You are viewing a plain text version of this content. The canonical link for it is here.

Posted to solr-user@lucene.apache.org by Engy Morsy <En...@bibalex.org> on 2011/06/29 14:03:51 UTC

Encoding problem while indexing

I am working on indexing arabic documents containg arabic diacritics and dotless characters (old arabic characters), I am using Apache Tomcat server, and I am using my modified version of the aramorph analyzer as the arabic analyzer. I managed on the development enviorment to normalize the arabic diacritics and dotless characters (same concept as in the solr.ArabicNormalizationFilterFactory). and i can verfiy that the analyzer is working fine, and i get the correct stem for arabic words. the input text file for testing has a utf-8 encoding.

When i build the aramorph jar file and place it under solr lib, the diacritics and the dotless characters splits the word.

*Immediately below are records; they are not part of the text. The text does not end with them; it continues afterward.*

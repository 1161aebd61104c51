//! The final assessment report: what the driver hands to the CLI for
//! rendering, as colorized text or as JSON.

use serde::Serialize;
use serde_json::{json, Value};

use crate::engine::AdassScore;
use crate::model::{EdgeType, NodeKind};

/// One outbound path's scored result, kept for the `--verbose` breakdown.
#[derive(Debug, Clone, Serialize)]
pub struct EdgeSummary {
    pub edge_type: EdgeType,
    pub end_node_name: Option<String>,
    pub likelihood: i64,
    pub impact: i64,
    pub risk_bucket: i64,
}

/// The full report for one principal: its attribute (ADASS) assessment and,
/// if it has any outbound paths with a matching permission rule, its
/// permission risk assessment.
#[derive(Debug, Clone)]
pub struct Report {
    pub principal_name: String,
    pub principal_id: String,
    pub principal_kind: NodeKind,
    pub adass_score: AdassScore,
    pub metric_vector: String,
    pub matched_attribute_rules: Vec<String>,
    pub permission_risk: i64,
    pub worst_edge: Option<EdgeSummary>,
    pub per_edge: Vec<EdgeSummary>,
    pub warnings: Vec<String>,
}

impl Report {
    /// Serialize the report to a JSON value, for `--json`/non-TTY output.
    #[must_use]
    pub fn to_json(&self, verbose: bool) -> Value {
        let mut payload = json!({
            "principal": {
                "name": self.principal_name,
                "id": self.principal_id,
                "type": self.principal_kind.to_string(),
            },
            "adass": {
                "score": self.adass_score.score,
                "isc": self.adass_score.isc,
                "exploitability": self.adass_score.exploitability,
                "metric_vector": self.metric_vector,
            },
            "matched_attribute_rules": self.matched_attribute_rules,
            "permission_risk": self.permission_risk,
            "worst_edge": self.worst_edge.as_ref().map(edge_json),
        });
        if verbose {
            if let Value::Object(ref mut map) = payload {
                map.insert(
                    "per_edge".to_string(),
                    Value::Array(self.per_edge.iter().map(edge_json).collect()),
                );
                map.insert("warnings".to_string(), json!(self.warnings));
            }
        }
        payload
    }

    /// Render the report as colorized human-readable text.
    #[must_use]
    pub fn render_human(&self, verbose: bool) -> String {
        let mut out = String::new();
        out.push_str(&format!(
            "{} ({}, {})\n",
            bold(&self.principal_name),
            self.principal_id,
            self.principal_kind
        ));
        out.push_str(&format!(
            "  ADASS score: {}  [{}]\n",
            severity_colored(self.adass_score.score),
            self.metric_vector
        ));
        if self.matched_attribute_rules.is_empty() {
            out.push_str("  matched attribute rules: none\n");
        } else {
            out.push_str(&format!(
                "  matched attribute rules: {}\n",
                self.matched_attribute_rules.join(", ")
            ));
        }
        if self.permission_risk == 0 {
            out.push_str("  permission risk: n/a (no assessable outbound path)\n");
        } else {
            out.push_str(&format!(
                "  permission risk: {}\n",
                risk_colored(self.permission_risk)
            ));
            if let Some(edge) = &self.worst_edge {
                out.push_str(&format!(
                    "    via {} -> {}\n",
                    edge.edge_type,
                    edge.end_node_name.as_deref().unwrap_or("<unnamed>")
                ));
            }
        }
        if verbose && !self.per_edge.is_empty() {
            out.push_str("  per-edge breakdown:\n");
            for edge in &self.per_edge {
                out.push_str(&format!(
                    "    {} -> {}: likelihood={} impact={} risk={}\n",
                    edge.edge_type,
                    edge.end_node_name.as_deref().unwrap_or("<unnamed>"),
                    edge.likelihood,
                    edge.impact,
                    edge.risk_bucket
                ));
            }
        }
        if verbose {
            for warning in &self.warnings {
                out.push_str(&format!("  warning: {warning}\n"));
            }
        }
        out
    }
}

fn edge_json(edge: &EdgeSummary) -> Value {
    json!({
        "edge_type": edge.edge_type.to_string(),
        "end_node_name": edge.end_node_name,
        "likelihood": edge.likelihood,
        "impact": edge.impact,
        "risk_bucket": edge.risk_bucket,
    })
}

#[cfg(feature = "cli")]
fn bold(text: &str) -> String {
    use colored::Colorize;
    text.bold().to_string()
}

#[cfg(not(feature = "cli"))]
fn bold(text: &str) -> String {
    text.to_string()
}

#[cfg(feature = "cli")]
fn severity_colored(score: f64) -> String {
    use colored::Colorize;
    let text = format!("{score:.1}");
    if score >= 9.0 {
        text.red().bold().to_string()
    } else if score >= 7.0 {
        text.red().to_string()
    } else if score >= 4.0 {
        text.yellow().to_string()
    } else {
        text.green().to_string()
    }
}

#[cfg(not(feature = "cli"))]
fn severity_colored(score: f64) -> String {
    format!("{score:.1}")
}

#[cfg(feature = "cli")]
fn risk_colored(bucket: i64) -> String {
    use colored::Colorize;
    match bucket {
        5 => "Very High".red().bold().to_string(),
        4 => "High".red().to_string(),
        3 => "Medium".yellow().to_string(),
        2 => "Low".green().to_string(),
        _ => "Very Low".normal().to_string(),
    }
}

#[cfg(not(feature = "cli"))]
fn risk_colored(bucket: i64) -> String {
    match bucket {
        5 => "Very High",
        4 => "High",
        3 => "Medium",
        2 => "Low",
        _ => "Very Low",
    }
    .to_string()
}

I made sure that the server.xml contains the URI-Encoding="utf-8".

I also made sure that the text being send to solr using solj is utf-8 encoding
example : solr.addBean(new Doc("4",new String("حِباًَ".getBytes("UTF8"))));

but nothing is working.

I tried to use the analyze link on solr admin for both indexing and querying and both shows that the arabic word is splited if a diacritics or dotless character is found.

Do you have any idea what might be the problem


schema snippet:

<fieldType name="text" class="solr.TextField">
<analyzer type="index" class="gpl.pierrick.brihaye.aramorph.lucene.ArabicNormalizeStemmer"/>
<analyzer type="query" class="gpl.pierrick.brihaye.aramorph.lucene.ArabicNormalizeStemmer"/>
</fieldType>

I also added the following parameter to the JVM: -Dfile.encoding=UTF-8

Thanks,
engy